Apparently Mr. Rumsfeld is not satisfied with controlling 80 percent of the intelligence budget, an absurd situation that would have been remedied in the intelligence bill if Congress had not caved in to the Pentagon's lobbying. In this latest power grab, the Defense Department wants to elbow its way into more traditional intelligence gathering, which has been and should be done by the Central Intelligence Agency.
An article in Sunday's Times by Douglas Jehl and Eric Schmitt reported that a plan was being drafted that calls for the Pentagon to undertake more "human intelligence missions." That's militaryspeak for spying by actual people rather than satellites, often to get specific information sought by civilian policy makers rather than generals. The Pentagon's plan is to focus on terrorist groups and those involved in weapons proliferation.

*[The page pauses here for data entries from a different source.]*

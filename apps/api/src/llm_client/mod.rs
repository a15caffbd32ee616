/// LLM client — the only place that talks to the chat-completion API.
///
/// Handlers depend on the `ChatCompleter` trait, carried in `AppState` as
/// `Arc<dyn ChatCompleter>`; `OpenAiClient` is the production implementation.
/// Calls are made once: a failed completion is reported to the caller, never retried.
use std::time::Duration;

use async_trait::async_trait;
use reqwest::Client;
use serde::{Deserialize, Serialize};
use serde_json::Value;
use thiserror::Error;
use tracing::{debug, warn};

use crate::chat::models::Conversation;

pub mod prompts;

pub const DEFAULT_API_URL: &str = "https://api.openai.com/v1/chat/completions";
pub const DEFAULT_MODEL: &str = "gpt-4o-mini";
pub const DEFAULT_TEMPERATURE: f32 = 0.6;
pub const DEFAULT_MAX_TOKENS: u32 = 450;

#[derive(Debug, Error)]
pub enum LlmError {
    #[error("OpenAI API key missing")]
    MissingApiKey,

    #[error("HTTP error: {0}")]
    Http(#[from] reqwest::Error),

    #[error("API error (status {status}): {details}")]
    Api { status: u16, details: Value },

    #[error("JSON parse error: {0}")]
    Parse(#[from] serde_json::Error),
}

/// Generates the assistant's next turn for a conversation.
#[async_trait]
pub trait ChatCompleter: Send + Sync {
    /// False when the backend lacks credentials; checked before any request work.
    fn is_configured(&self) -> bool;

    /// Returns the trimmed reply text, or `None` when the model produced nothing usable.
    async fn complete(
        &self,
        system: &str,
        conversation: &Conversation,
    ) -> Result<Option<String>, LlmError>;
}

#[derive(Debug, Clone)]
pub struct CompletionSettings {
    pub api_url: String,
    pub model: String,
    pub temperature: f32,
    pub max_tokens: u32,
    pub timeout: Duration,
}

impl Default for CompletionSettings {
    fn default() -> Self {
        Self {
            api_url: DEFAULT_API_URL.to_string(),
            model: DEFAULT_MODEL.to_string(),
            temperature: DEFAULT_TEMPERATURE,
            max_tokens: DEFAULT_MAX_TOKENS,
            timeout: Duration::from_secs(60),
        }
    }
}

#[derive(Debug, Serialize)]
struct CompletionRequest<'a> {
    model: &'a str,
    temperature: f32,
    max_tokens: u32,
    messages: Vec<CompletionMessage<'a>>,
}

#[derive(Debug, Serialize)]
struct CompletionMessage<'a> {
    role: &'a str,
    content: &'a str,
}

#[derive(Debug, Deserialize)]
struct CompletionResponse {
    #[serde(default)]
    choices: Vec<Choice>,
    usage: Option<Usage>,
}

#[derive(Debug, Deserialize)]
struct Choice {
    message: Option<ChoiceMessage>,
}

#[derive(Debug, Deserialize)]
struct ChoiceMessage {
    content: Option<String>,
}

/// Some compatible backends omit either count.
#[derive(Debug, Default, Deserialize)]
#[serde(default)]
struct Usage {
    prompt_tokens: u32,
    completion_tokens: u32,
}

impl CompletionResponse {
    /// Trimmed text of the first choice, if non-empty.
    fn reply_text(&self) -> Option<String> {
        self.choices
            .first()
            .and_then(|c| c.message.as_ref())
            .and_then(|m| m.content.as_deref())
            .map(str::trim)
            .filter(|t| !t.is_empty())
            .map(str::to_string)
    }
}

/// OpenAI chat-completions backend.
#[derive(Clone)]
pub struct OpenAiClient {
    client: Client,
    api_key: Option<String>,
    settings: CompletionSettings,
}

impl OpenAiClient {
    pub fn new(api_key: Option<String>, settings: CompletionSettings) -> Result<Self, LlmError> {
        let client = Client::builder().timeout(settings.timeout).build()?;
        Ok(Self {
            client,
            api_key,
            settings,
        })
    }

    pub fn model(&self) -> &str {
        &self.settings.model
    }

    fn build_request<'a>(
        &'a self,
        system: &'a str,
        conversation: &'a Conversation,
    ) -> CompletionRequest<'a> {
        let mut messages = Vec::with_capacity(conversation.len() + 1);
        messages.push(CompletionMessage {
            role: "system",
            content: system,
        });
        messages.extend(conversation.turns().iter().map(|t| CompletionMessage {
            role: t.role.as_str(),
            content: &t.content,
        }));

        CompletionRequest {
            model: &self.settings.model,
            temperature: self.settings.temperature,
            max_tokens: self.settings.max_tokens,
            messages,
        }
    }
}

#[async_trait]
impl ChatCompleter for OpenAiClient {
    fn is_configured(&self) -> bool {
        self.api_key.is_some()
    }

    async fn complete(
        &self,
        system: &str,
        conversation: &Conversation,
    ) -> Result<Option<String>, LlmError> {
        let api_key = self.api_key.as_deref().ok_or(LlmError::MissingApiKey)?;
        let request_body = self.build_request(system, conversation);

        let response = self
            .client
            .post(&self.settings.api_url)
            .bearer_auth(api_key)
            .json(&request_body)
            .send()
            .await?;

        let status = response.status();
        let body = response.text().await?;

        if !status.is_success() {
            warn!("Completion API returned {}: {}", status, body);
            let details = serde_json::from_str::<Value>(&body).unwrap_or(Value::String(body));
            return Err(LlmError::Api {
                status: status.as_u16(),
                details,
            });
        }

        let completion: CompletionResponse = serde_json::from_str(&body)?;

        if let Some(usage) = &completion.usage {
            debug!(
                "Completion succeeded: prompt_tokens={}, completion_tokens={}",
                usage.prompt_tokens, usage.completion_tokens
            );
        }

        Ok(completion.reply_text())
    }
}
use std::str::FromStr;
use std::time::Duration;

use anyhow::{anyhow, Context, Result};

use crate::chat::augmenter::{CtaFormat, DEFAULT_BUSINESS_FORM_URL, DEFAULT_TRAVEL_QUOTE_FORM_URL};
use crate::chat::normalizer::DEFAULT_MAX_TURNS;
use crate::llm_client::prompts::DEFAULT_SYSTEM_PROMPT;
use crate::llm_client::{
    CompletionSettings, DEFAULT_API_URL, DEFAULT_MAX_TOKENS, DEFAULT_MODEL, DEFAULT_TEMPERATURE,
};

pub const DEFAULT_FALLBACK_REPLY: &str = "Thanks for your message. How can I help you today?";

/// Application configuration loaded from environment variables.
///
/// Everything has a default except the API key. A missing key does not stop
/// startup; chat requests answer 500 until one is provided.
#[derive(Debug, Clone)]
pub struct Config {
    pub openai_api_key: Option<String>,
    pub openai_api_url: String,
    pub model: String,
    pub temperature: f32,
    pub max_tokens: u32,
    pub request_timeout_secs: u64,
    pub port: u16,
    pub rust_log: String,
    pub system_prompt: String,
    pub fallback_reply: String,
    pub business_form_url: String,
    pub travel_quote_form_url: String,
    /// `None` keeps the whole history.
    pub max_history_turns: Option<usize>,
    pub cta_format: CtaFormat,
    pub strip_markdown_links: bool,
}

impl Default for Config {
    fn default() -> Self {
        Config {
            openai_api_key: None,
            openai_api_url: DEFAULT_API_URL.to_string(),
            model: DEFAULT_MODEL.to_string(),
            temperature: DEFAULT_TEMPERATURE,
            max_tokens: DEFAULT_MAX_TOKENS,
            request_timeout_secs: 60,
            port: 8080,
            rust_log: "info".to_string(),
            system_prompt: DEFAULT_SYSTEM_PROMPT.to_string(),
            fallback_reply: DEFAULT_FALLBACK_REPLY.to_string(),
            business_form_url: DEFAULT_BUSINESS_FORM_URL.to_string(),
            travel_quote_form_url: DEFAULT_TRAVEL_QUOTE_FORM_URL.to_string(),
            max_history_turns: Some(DEFAULT_MAX_TURNS),
            cta_format: CtaFormat::Html,
            strip_markdown_links: true,
        }
    }
}

impl Config {
    pub fn from_env() -> Result<Self> {
        dotenvy::dotenv().ok(); // load .env if present; ignore if missing

        let defaults = Config::default();

        let system_prompt = match optional_env("SYSTEM_PROMPT_FILE") {
            Some(path) => std::fs::read_to_string(&path)
                .with_context(|| format!("Failed to read system prompt from '{path}'"))?,
            None => defaults.system_prompt,
        };

        let max_history_turns = match parse_env::<usize>("MAX_HISTORY_TURNS")? {
            Some(0) => None,
            Some(n) => Some(n),
            None => defaults.max_history_turns,
        };

        Ok(Config {
            openai_api_key: optional_env("OPENAI_API_KEY"),
            openai_api_url: optional_env("OPENAI_API_URL").unwrap_or(defaults.openai_api_url),
            model: optional_env("OPENAI_MODEL").unwrap_or(defaults.model),
            temperature: parse_env("OPENAI_TEMPERATURE")?.unwrap_or(defaults.temperature),
            max_tokens: parse_env("OPENAI_MAX_TOKENS")?.unwrap_or(defaults.max_tokens),
            request_timeout_secs: parse_env("REQUEST_TIMEOUT_SECS")?
                .unwrap_or(defaults.request_timeout_secs),
            port: parse_env("PORT")?.unwrap_or(defaults.port),
            rust_log: optional_env("RUST_LOG").unwrap_or(defaults.rust_log),
            system_prompt,
            fallback_reply: optional_env("FALLBACK_REPLY").unwrap_or(defaults.fallback_reply),
            business_form_url: optional_env("BUSINESS_FORM_URL")
                .unwrap_or(defaults.business_form_url),
            travel_quote_form_url: optional_env("TRAVEL_QUOTE_FORM_URL")
                .unwrap_or(defaults.travel_quote_form_url),
            max_history_turns,
            cta_format: parse_env("CTA_FORMAT")?.unwrap_or(defaults.cta_format),
            strip_markdown_links: parse_env("STRIP_MARKDOWN_LINKS")?
                .unwrap_or(defaults.strip_markdown_links),
        })
    }

    pub fn completion_settings(&self) -> CompletionSettings {
        CompletionSettings {
            api_url: self.openai_api_url.clone(),
            model: self.model.clone(),
            temperature: self.temperature,
            max_tokens: self.max_tokens,
            timeout: Duration::from_secs(self.request_timeout_secs),
        }
    }
}

/// Unset and blank variables are treated the same.
fn optional_env(key: &str) -> Option<String> {
    std::env::var(key).ok().filter(|v| !v.trim().is_empty())
}

fn parse_env<T>(key: &str) -> Result<Option<T>>
where
    T: FromStr,
    T::Err: std::fmt::Display,
{
    optional_env(key)
        .map(|raw| parse_value(key, &raw))
        .transpose()
}

fn parse_value<T>(key: &str, raw: &str) -> Result<T>
where
    T: FromStr,
    T::Err: std::fmt::Display,
{
    raw.trim()
        .parse::<T>()
        .map_err(|e| anyhow!("Environment variable '{key}' has invalid value '{raw}': {e}"))
}

#[cfg(test)]
mod tests {
    use super::*;

    #[test]
    fn test_parse_value_accepts_valid_numbers() {
        assert_eq!(parse_value::<u16>("PORT", " 9000 ").unwrap(), 9000);
        assert!((parse_value::<f32>("OPENAI_TEMPERATURE", "0.7").unwrap() - 0.7).abs() < 1e-6);
        assert!(parse_value::<bool>("STRIP_MARKDOWN_LINKS", "false").is_ok());
    }

    #[test]
    fn test_parse_value_names_the_variable() {
        let err = parse_value::<u16>("PORT", "eighty").unwrap_err();
        assert!(err.to_string().contains("PORT"));
        assert!(err.to_string().contains("eighty"));
    }

    #[test]
    fn test_parse_value_cta_format() {
        assert_eq!(
            parse_value::<CtaFormat>("CTA_FORMAT", "plain").unwrap(),
            CtaFormat::Plain
        );
        assert!(parse_value::<CtaFormat>("CTA_FORMAT", "rich").is_err());
    }

    #[test]
    fn test_default_config() {
        let config = Config::default();
        assert_eq!(config.model, "gpt-4o-mini");
        assert_eq!(config.max_tokens, 450);
        assert_eq!(config.max_history_turns, Some(18));
        assert!(config.openai_api_key.is_none());
        assert_eq!(config.completion_settings().timeout, Duration::from_secs(60));
    }
}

That would be great for the purposes of expanding Mr. Rumsfeld's empire, but it flies in the face of the rationale behind the intelligence reform bill, and the suggestions from the 9/11 commission that inspired it. The wisdom of the reforms lay in making the nation's spy network more coherent, not more disorganized. It's already a superhuman task to coordinate the C.I.A. and the Federal Bureau of Investigation. Adding a Pentagon agency could only make it harder to forestall another attack like the one on Sept. 11, 2001.